**WORK TO COMPLETE**
Using the data beneath, show every line that includes the word "PathBuf".

════════════════

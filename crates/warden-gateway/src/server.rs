//! HTTP front end.
//!
//! Accepts connections with hyper, buffers each request body, and routes:
//!
//! - `/healthz` to the health checker
//! - `/.auth/*` to the login handler
//! - everything else through the [`AuthorizationPipeline`]
//!
//! Every request runs inside a `request` span carrying its request ID, and
//! ends with one access log line.

use std::convert::Infallible;
use std::net::SocketAddr;
use std::sync::Arc;
use std::time::{Duration, Instant};

use bytes::Bytes;
use http::header::{HeaderValue, CONTENT_TYPE};
use http::{Request, Response, StatusCode};
use http_body_util::{BodyExt, Full};
use hyper::body::Incoming;
use hyper::server::conn::http1;
use hyper::service::service_fn;
use hyper_util::rt::TokioIo;
use tokio::net::{TcpListener, TcpStream};
use tracing::Instrument;
use uuid::Uuid;
use warden_session::TokenCodec;

use crate::config::GatewayConfig;
use crate::cookie::DefaultCookieController;
use crate::error::{GatewayError, GatewayResult};
use crate::health::HealthChecker;
use crate::login::{AuthRoute, LoginHandler};
use crate::oauth2::ProviderRegistry;
use crate::pipeline::{status_response, AuthorizationPipeline, RequestMeta};
use crate::reload::{Snapshot, SnapshotHandle};
use crate::request_url::request_url;
use crate::shutdown::{ConnectionTracker, ShutdownSignal};
use crate::upstream::{ProxyClient, HEADER_REQUEST_ID};

/// Liveness endpoint.
pub const HEALTH_PATH: &str = "/healthz";

/// Everything a request needs, shared across connections.
#[derive(Debug)]
pub struct GatewayState {
    pipeline: AuthorizationPipeline,
    login: LoginHandler,
    snapshots: Arc<SnapshotHandle>,
    health: Arc<HealthChecker>,
}
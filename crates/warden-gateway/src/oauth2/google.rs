//! Google OAuth2 provider.

use async_trait::async_trait;
use reqwest::Client;
use serde::Deserialize;

use super::{http_client, ClientCredentials, Identity, IdentityProvider, TokenResponse};
use crate::error::{GatewayError, GatewayResult};

const AUTHORIZATION_ENDPOINT: &str = "https://accounts.google.com/o/oauth2/v2/auth";
const TOKEN_ENDPOINT: &str = "https://oauth2.googleapis.com/token";
const USERINFO_ENDPOINT: &str = "https://openidconnect.googleapis.com/v1/userinfo";
const SCOPE: &str = "email";

#[derive(Debug, Deserialize)]
struct GoogleUserInfo {
    email: Option<String>,
    email_verified: Option<bool>,
}

impl GoogleUserInfo {
    fn verified_email(self) -> GatewayResult<String> {
        match (self.email, self.email_verified) {
            (Some(_), Some(false)) => Err(GatewayError::oauth2("google", "email not verified")),
            (Some(email), _) if !email.is_empty() => Ok(email),
            _ => Err(GatewayError::oauth2("google", "userinfo had no email")),
        }
    }
}

/// Google OAuth2 provider.
#[derive(Debug, Clone)]
pub struct GoogleProvider {
    credentials: ClientCredentials,
    http_client: Client,
}

impl GoogleProvider {
    /// Create a new Google provider.
    pub fn new(credentials: ClientCredentials) -> Self {
        Self {
            credentials,
            http_client: http_client(),
        }
    }
}

#[async_trait]
impl IdentityProvider for GoogleProvider {
    fn name(&self) -> &str {
        "google"
    }

    fn authorization_url(&self, state: &str, redirect_uri: &str) -> String {
        format!(
            "{}?client_id={}&redirect_uri={}&response_type=code&scope={}&state={}&access_type=offline&prompt=consent",
            AUTHORIZATION_ENDPOINT,
            urlencoding::encode(&self.credentials.client_id),
            urlencoding::encode(redirect_uri),
            urlencoding::encode(SCOPE),
            urlencoding::encode(state),
        )
    }

    async fn exchange_code(&self, code: &str, redirect_uri: &str) -> GatewayResult<String> {
        let params = [
            ("client_id", self.credentials.client_id.as_str()),
            ("client_secret", self.credentials.client_secret.as_str()),
            ("code", code),
            ("grant_type", "authorization_code"),
            ("redirect_uri", redirect_uri),
        ];

        let response = self
            .http_client
            .post(TOKEN_ENDPOINT)
            .form(&params)
            .send()
            .await
            .map_err(|e| GatewayError::oauth2("google", format!("token request failed: {e}")))?;

        let status = response.status();
        if !status.is_success() {
            return Err(GatewayError::oauth2(
                "google",
                format!("token endpoint returned {status}"),
            ));
        }

        let token: TokenResponse = response
            .json()
            .await
            .map_err(|e| GatewayError::oauth2("google", format!("invalid token response: {e}")))?;
        token.into_access_token("google")
    }

    async fn fetch_identity(&self, access_token: &str) -> GatewayResult<Identity> {
        let response = self
            .http_client
            .get(USERINFO_ENDPOINT)
            .bearer_auth(access_token)
            .send()
            .await
            .map_err(|e| GatewayError::oauth2("google", format!("userinfo request failed: {e}")))?;

        let status = response.status();
        if !status.is_success() {
            return Err(GatewayError::oauth2(
                "google",
                format!("userinfo endpoint returned {status}"),
            ));
        }

        let info: GoogleUserInfo = response
            .json()
            .await
            .map_err(|e| GatewayError::oauth2("google", format!("invalid userinfo: {e}")))?;
        Ok(Identity::new(info.verified_email()?))
    }
}
//! Configuration for the Warden gateway.
//!
//! Settings come from an optional TOML or JSON file, then command-line flags
//! and `WARDEN_*` environment variables (see [`crate::cli`]). The proxy
//! routes and access-control list live in the separate manifest.

use std::net::SocketAddr;
use std::path::PathBuf;
use std::time::Duration;

use serde::{Deserialize, Serialize};

use crate::error::{GatewayError, GatewayResult};
use crate::logging::LogFormat;

/// Gateway configuration.
#[derive(Debug, Clone, Default, Serialize, Deserialize)]
#[serde(default)]
pub struct GatewayConfig {
    /// Listener and proxy settings.
    pub server: ServerSettings,
    /// Session signing and login providers.
    pub auth: AuthSettings,
    /// Manifest location and reload.
    pub manifest: ManifestSettings,
    /// Log output.
    pub logging: LoggingSettings,
}

impl GatewayConfig {
    /// Create a new configuration builder.
    pub fn builder() -> GatewayConfigBuilder {
        GatewayConfigBuilder::default()
    }

    /// Load configuration from a TOML or JSON file.
    pub fn from_file(path: impl Into<PathBuf>) -> GatewayResult<Self> {
        let path = path.into();
        let content = std::fs::read_to_string(&path)
            .map_err(|e| GatewayError::config(format!("failed to read config file: {e}")))?;

        let extension = path.extension().and_then(|s| s.to_str()).unwrap_or("");
        match extension {
            "toml" => toml::from_str(&content)
                .map_err(|e| GatewayError::config(format!("invalid TOML: {e}"))),
            "json" => serde_json::from_str(&content)
                .map_err(|e| GatewayError::config(format!("invalid JSON: {e}"))),
            _ => Err(GatewayError::config(format!(
                "unsupported config format: {extension}"
            ))),
        }
    }

    /// Validate the configuration.
    pub fn validate(&self) -> GatewayResult<()> {
        if self.auth.jwt_secret.is_empty() {
            return Err(GatewayError::config("jwt_secret is required"));
        }

        if self.auth.oauth2_clients.is_empty() {
            return Err(GatewayError::config(
                "at least one OAuth2 client is required",
            ));
        }

        if self.manifest.path.is_none() {
            return Err(GatewayError::config("manifest path is required"));
        }

        if self.server.upstream_timeout.is_zero() {
            return Err(GatewayError::config("upstream_timeout must be positive"));
        }

        if self.server.default_token_ttl.is_zero() {
            return Err(GatewayError::config("default_token_ttl must be positive"));
        }

        self.socket_addr()?;
        Ok(())
    }

    /// The address to bind.
    pub fn socket_addr(&self) -> GatewayResult<SocketAddr> {
        format!("{}:{}", self.server.listen_addr, self.server.port)
            .parse()
            .map_err(|e| {
                GatewayError::config(format!(
                    "invalid listen address {}:{}: {e}",
                    self.server.listen_addr, self.server.port
                ))
            })
    }

    /// Whether cookies carry the `Secure` attribute.
    pub fn secure_cookies(&self) -> bool {
        self.server.secure_cookie || self.server.behind_tls
    }
}

/// Listener and proxy settings.
#[derive(Debug, Clone, Serialize, Deserialize)]
#[serde(default)]
pub struct ServerSettings {
    /// Address to bind to.
    pub listen_addr: String,
    /// Port to listen on.
    pub port: u16,
    /// TLS is terminated in front of the gateway.
    pub behind_tls: bool,
    /// Mark cookies `Secure`.
    pub secure_cookie: bool,
    /// Timeout for upstream requests.
    #[serde(with = "duration_serde")]
    pub upstream_timeout: Duration,
    /// Token lifetime when the origin sets none.
    #[serde(with = "duration_serde")]
    pub default_token_ttl: Duration,
    /// Grace period for in-flight connections on shutdown.
    #[serde(with = "duration_serde")]
    pub shutdown_timeout: Duration,
}

impl Default for ServerSettings {
    fn default() -> Self {
        Self {
            listen_addr: "0.0.0.0".to_string(),
            port: 8080,
            behind_tls: false,
            secure_cookie: false,
            upstream_timeout: Duration::from_secs(30),
            default_token_ttl: Duration::from_secs(3600),
            shutdown_timeout: Duration::from_secs(30),
        }
    }
}

/// Session signing and login providers.
#[derive(Clone, Default, Serialize, Deserialize)]
#[serde(default)]
pub struct AuthSettings {
    /// HMAC key for session tokens.
    #[serde(skip_serializing)]
    pub jwt_secret: String,
    /// Client specs in `Name;ClientID;ClientSecret` form.
    #[serde(skip_serializing)]
    pub oauth2_clients: Vec<String>,
}

impl std::fmt::Debug for AuthSettings {
    fn fmt(&self, f: &mut std::fmt::Formatter<'_>) -> std::fmt::Result {
        f.debug_struct("AuthSettings")
            .field("jwt_secret", &"<redacted>")
            .field("oauth2_clients", &self.oauth2_clients.len())
            .finish()
    }
}

/// Manifest location and reload.
#[derive(Debug, Clone, Serialize, Deserialize)]
#[serde(default)]
pub struct ManifestSettings {
    /// Path to the manifest file.
    pub path: Option<PathBuf>,
    /// Reload the manifest when it changes.
    pub watch: bool,
    /// Debounce window for file changes.
    #[serde(with = "duration_serde")]
    pub debounce: Duration,
}

impl Default for ManifestSettings {
    fn default() -> Self {
        Self {
            path: None,
            watch: false,
            debounce: Duration::from_millis(500),
        }
    }
}

/// Log output.
#[derive(Debug, Clone, Default, Serialize, Deserialize)]
#[serde(default)]
pub struct LoggingSettings {
    /// Log at debug level.
    pub debug: bool,
    /// Output format.
    pub format: LogFormat,
}

/// Builder for `GatewayConfig`.
#[derive(Debug, Default)]
pub struct GatewayConfigBuilder {
    config: GatewayConfig,
}

impl GatewayConfigBuilder {
    /// Start from an existing configuration.
    pub fn from_config(config: GatewayConfig) -> Self {
        Self { config }
    }

    /// Set the listen port.
    #[must_use]
    pub fn port(mut self, port: u16) -> Self {
        self.config.server.port = port;
        self
    }

    /// Set the listen address.
    #[must_use]
    pub fn listen_addr(mut self, addr: impl Into<String>) -> Self {
        self.config.server.listen_addr = addr.into();
        self
    }

    /// Set the session signing key.
    #[must_use]
    pub fn jwt_secret(mut self, secret: impl Into<String>) -> Self {
        self.config.auth.jwt_secret = secret.into();
        self
    }

    /// Add an OAuth2 client spec.
    #[must_use]
    pub fn oauth2_client(mut self, spec: impl Into<String>) -> Self {
        self.config.auth.oauth2_clients.push(spec.into());
        self
    }

    /// Set the manifest path.
    #[must_use]
    pub fn manifest(mut self, path: impl Into<PathBuf>) -> Self {
        self.config.manifest.path = Some(path.into());
        self
    }

    /// Enable manifest hot reload.
    #[must_use]
    pub fn watch(mut self, watch: bool) -> Self {
        self.config.manifest.watch = watch;
        self
    }

    /// Mark cookies `Secure`.
    #[must_use]
    pub fn secure_cookie(mut self, secure: bool) -> Self {
        self.config.server.secure_cookie = secure;
        self
    }

    /// Declare TLS terminated in front of the gateway.
    #[must_use]
    pub fn behind_tls(mut self, behind_tls: bool) -> Self {
        self.config.server.behind_tls = behind_tls;
        self
    }

    /// Set the upstream timeout.
    #[must_use]
    pub fn upstream_timeout(mut self, timeout: Duration) -> Self {
        self.config.server.upstream_timeout = timeout;
        self
    }

    /// Set the default token lifetime.
    #[must_use]
    pub fn default_token_ttl(mut self, ttl: Duration) -> Self {
        self.config.server.default_token_ttl = ttl;
        self
    }

    /// Log at debug level.
    #[must_use]
    pub fn debug(mut self, debug: bool) -> Self {
        self.config.logging.debug = debug;
        self
    }

    /// Set the log format.
    #[must_use]
    pub fn log_format(mut self, format: LogFormat) -> Self {
        self.config.logging.format = format;
        self
    }

    /// Build the configuration.
    pub fn build(self) -> GatewayResult<GatewayConfig> {
        self.config.validate()?;
        Ok(self.config)
    }
}

/// Durations as `30s`, `1h30m`, `250ms` or bare seconds.
mod duration_serde {
    use std::time::Duration;

    use serde::{self, Deserialize, Deserializer, Serializer};

    pub fn serialize<S>(duration: &Duration, serializer: S) -> Result<S::Ok, S::Error>
    where
        S: Serializer,
    {
        let s = if duration.subsec_millis() == 0 {
            format!("{}s", duration.as_secs())
        } else {
            format!("{}ms", duration.as_millis())
        };
        serializer.serialize_str(&s)
    }

    pub fn deserialize<'de, D>(deserializer: D) -> Result<Duration, D::Error>
    where
        D: Deserializer<'de>,
    {
        let s = String::deserialize(deserializer)?;
        warden_policy::parse_duration(&s).map_err(serde::de::Error::custom)
    }
}

#[cfg(test)]
mod tests {
    use super::*;

    fn valid() -> GatewayConfigBuilder {
        GatewayConfig::builder()
            .jwt_secret("s3cret")
            .oauth2_client("github;id;secret")
            .manifest("/etc/warden/manifest.yaml")
    }

    #[test]
    fn test_default_config() {
        let config = GatewayConfig::default();
        assert_eq!(config.server.port, 8080);
        assert_eq!(config.server.listen_addr, "0.0.0.0");
        assert_eq!(config.server.upstream_timeout, Duration::from_secs(30));
        assert_eq!(config.server.default_token_ttl, Duration::from_secs(3600));
        assert!(!config.manifest.watch);
        assert_eq!(config.logging.format, LogFormat::Json);
    }

    #[test]
    fn test_config_builder() {
        let config = valid()
            .port(9000)
            .listen_addr("127.0.0.1")
            .upstream_timeout(Duration::from_secs(5))
            .watch(true)
            .build()
            .unwrap();

        assert_eq!(config.server.port, 9000);
        assert_eq!(config.socket_addr().unwrap().to_string(), "127.0.0.1:9000");
        assert_eq!(config.server.upstream_timeout, Duration::from_secs(5));
        assert!(config.manifest.watch);
    }

    #[test]
    fn test_config_validation() {
        assert!(GatewayConfig::builder().build().is_err());
        assert!(valid().jwt_secret("").build().is_err());
        assert!(valid().listen_addr("not an address").build().is_err());
        assert!(valid().upstream_timeout(Duration::ZERO).build().is_err());

        let no_clients = GatewayConfig::builder()
            .jwt_secret("s3cret")
            .manifest("/etc/warden/manifest.yaml")
            .build();
        assert!(no_clients.is_err());

        assert!(valid().build().is_ok());
    }

    #[test]
    fn test_secure_cookies() {
        assert!(!valid().build().unwrap().secure_cookies());
        assert!(valid().secure_cookie(true).build().unwrap().secure_cookies());
        assert!(valid().behind_tls(true).build().unwrap().secure_cookies());
    }

    #[test]
    fn test_toml_config() {
        let toml = r#"
[server]
port = 8443
behind_tls = true
upstream_timeout = "1m30s"

[auth]
jwt_secret = "s3cret"
oauth2_clients = ["google;id;secret"]

[manifest]
path = "/etc/warden/manifest.yaml"
watch = true

[logging]
format = "pretty"
"#;
        let config: GatewayConfig = toml::from_str(toml).unwrap();
        assert_eq!(config.server.port, 8443);
        assert_eq!(config.server.upstream_timeout, Duration::from_secs(90));
        assert_eq!(config.server.default_token_ttl, Duration::from_secs(3600));
        assert_eq!(config.logging.format, LogFormat::Pretty);
        assert!(config.validate().is_ok());
    }

    #[test]
    fn test_secrets_not_serialized() {
        let config = valid().build().unwrap();
        let json = serde_json::to_string(&config).unwrap();
        assert!(!json.contains("s3cret"));
        assert!(!format!("{config:?}").contains("s3cret"));
    }

    #[test]
    fn test_from_file_rejects_unknown_extension() {
        let file = tempfile::Builder::new().suffix(".ini").tempfile().unwrap();
        assert!(GatewayConfig::from_file(file.path()).is_err());
    }
}
//! Resolved per-user permissions.

use std::collections::BTreeMap;

use serde::{Deserialize, Serialize};

use crate::method::MethodSet;
use crate::prefix::longest_prefix;

/// A per-user permission snapshot: path prefix to permitted methods.
///
/// This is what a session token carries, serialized as a JSON object
/// `{"/path": ["GET", "POST"]}`.
#[derive(Debug, Clone, Default, PartialEq, Eq, Serialize, Deserialize)]
#[serde(transparent)]
pub struct AllowedScopes(BTreeMap<String, MethodSet>);

impl AllowedScopes {
    /// Create an empty snapshot.
    pub fn new() -> Self {
        Self::default()
    }

    /// Union `methods` into the entry for `path`.
    pub fn grant(&mut self, path: impl Into<String>, methods: &MethodSet) {
        self.0.entry(path.into()).or_default().extend(methods);
    }

    /// Methods granted at exactly `path`.
    pub fn get(&self, path: &str) -> Option<&MethodSet> {
        self.0.get(path)
    }

    /// Whether `method` on `path` is permitted.
    ///
    /// Uses the longest path key that prefixes `path`; the method set there
    /// must contain `method` or `*`.
    pub fn matches(&self, path: &str, method: &str) -> bool {
        longest_prefix(&self.0, path).is_some_and(|(_, methods)| methods.allows(method))
    }

    /// Whether nothing is granted.
    pub fn is_empty(&self) -> bool {
        self.0.is_empty()
    }

    /// Number of path entries.
    pub fn len(&self) -> usize {
        self.0.len()
    }

    /// Iterate over path entries in key order.
    pub fn iter(&self) -> impl Iterator<Item = (&str, &MethodSet)> {
        self.0.iter().map(|(path, methods)| (path.as_str(), methods))
    }
}

impl FromIterator<(String, MethodSet)> for AllowedScopes {
    fn from_iter<T: IntoIterator<Item = (String, MethodSet)>>(iter: T) -> Self {
        let mut scopes = Self::new();
        for (path, methods) in iter {
            scopes.grant(path, &methods);
        }
        scopes
    }
}

#[cfg(test)]
mod tests {
    use super::*;

    fn methods(list: &[&str]) -> MethodSet {
        MethodSet::new(list).unwrap()
    }

    #[test]
    fn test_longest_prefix_decides() {
        let scopes: AllowedScopes = [
            ("/".to_string(), methods(&["*"])),
            ("/admin".to_string(), methods(&["GET"])),
        ]
        .into_iter()
        .collect();

        assert!(scopes.matches("/admin/users", "GET"));
        assert!(!scopes.matches("/admin/users", "DELETE"));
        assert!(scopes.matches("/public", "DELETE"));
    }

    #[test]
    fn test_no_prefix_denies() {
        let scopes: AllowedScopes = [("/app".to_string(), methods(&["*"]))].into_iter().collect();
        assert!(!scopes.matches("/other", "GET"));
        assert!(!AllowedScopes::new().matches("/", "GET"));
    }

    #[test]
    fn test_grant_unions() {
        let mut scopes = AllowedScopes::new();
        scopes.grant("/", &methods(&["GET"]));
        scopes.grant("/", &methods(&["POST", "GET"]));
        assert_eq!(scopes.get("/").unwrap().len(), 2);
    }

    #[test]
    fn test_json_shape() {
        let scopes: AllowedScopes = [("/admin".to_string(), methods(&["GET"]))]
            .into_iter()
            .collect();
        let json = serde_json::to_string(&scopes).unwrap();
        assert_eq!(json, r#"{"/admin":["GET"]}"#);
        let back: AllowedScopes = serde_json::from_str(&json).unwrap();
        assert_eq!(back, scopes);
    }
}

════════════════

**FINISHED EXERCISE**
use std::path::PathBuf;
    pub fn from_file(path: impl Into<PathBuf>) -> GatewayResult<Self> {
    pub path: Option<PathBuf>,
    pub fn manifest(mut self, path: impl Into<PathBuf>) -> Self {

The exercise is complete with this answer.